(Stored items)
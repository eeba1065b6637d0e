// Copyright 2025 Fondazione LINKS

// Licensed under the Apache License, Version 2.0 (the "License");
// you may not use this file except in compliance with the License.
// You may obtain a copy of the License at

//     http://www.apache.org/licenses/LICENSE-2.0

// Unless required by applicable law or agreed to in writing, software
// distributed under the License is distributed on an "AS IS" BASIS,
// WITHOUT WARRANTIES OR CONDITIONS OF ANY KIND, either express or implied.
// See the License for the specific language governing permissions and
// limitations under the License.

use thiserror::Error;

/// Faults raised by the engine.
///
/// A signature or proof that simply does not verify is not an [`Error`]:
/// verification returns `Ok(false)` in that case. Errors are reserved for
/// malformed input and caller misuse.
#[derive(Error, Clone, Debug, PartialEq, Eq)]
pub enum Error {
    #[error("Invalid encoding: {0}")]
    InvalidEncoding(String),
    #[error("Identity element not allowed here")]
    PointAtInfinity,
    #[error("Index {index} out of range for {length} messages")]
    IndexOutOfRange { index: usize, length: usize },
    #[error("Disclosed index {0} appears more than once")]
    DuplicateIndex(usize),
    #[error("At least one message is required")]
    EmptyMessageList,
    #[error("Public key does not correspond to the secret key")]
    KeyMismatch,
    #[error("Not a valid Signature")]
    InvalidSignature,
    #[error("Seed rejected: {0}")]
    WeakSeed(String),
    #[error("Error during keypair generation: {0}")]
    KeyGenError(String),
    #[error("Error during computation of a Signature: {0}")]
    SignatureGenerationError(String),
    #[error("Error during computation of a Proof of Knowledge of a Signature: {0}")]
    ProofGenError(String),
    #[error("Error during hash to scalar computation")]
    HashToScalarError,
    #[error("Error mapping a message to scalar")]
    MapMessageToScalarError,
    #[error("Not enough Generators")]
    NotEnoughGenerators,
    #[error("Error during message expansion")]
    ExpandMessageError,
}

:: Work to be completed ::
Give the number of lines in the entries that include the string "during", and nothing else.

:: Task response ::
5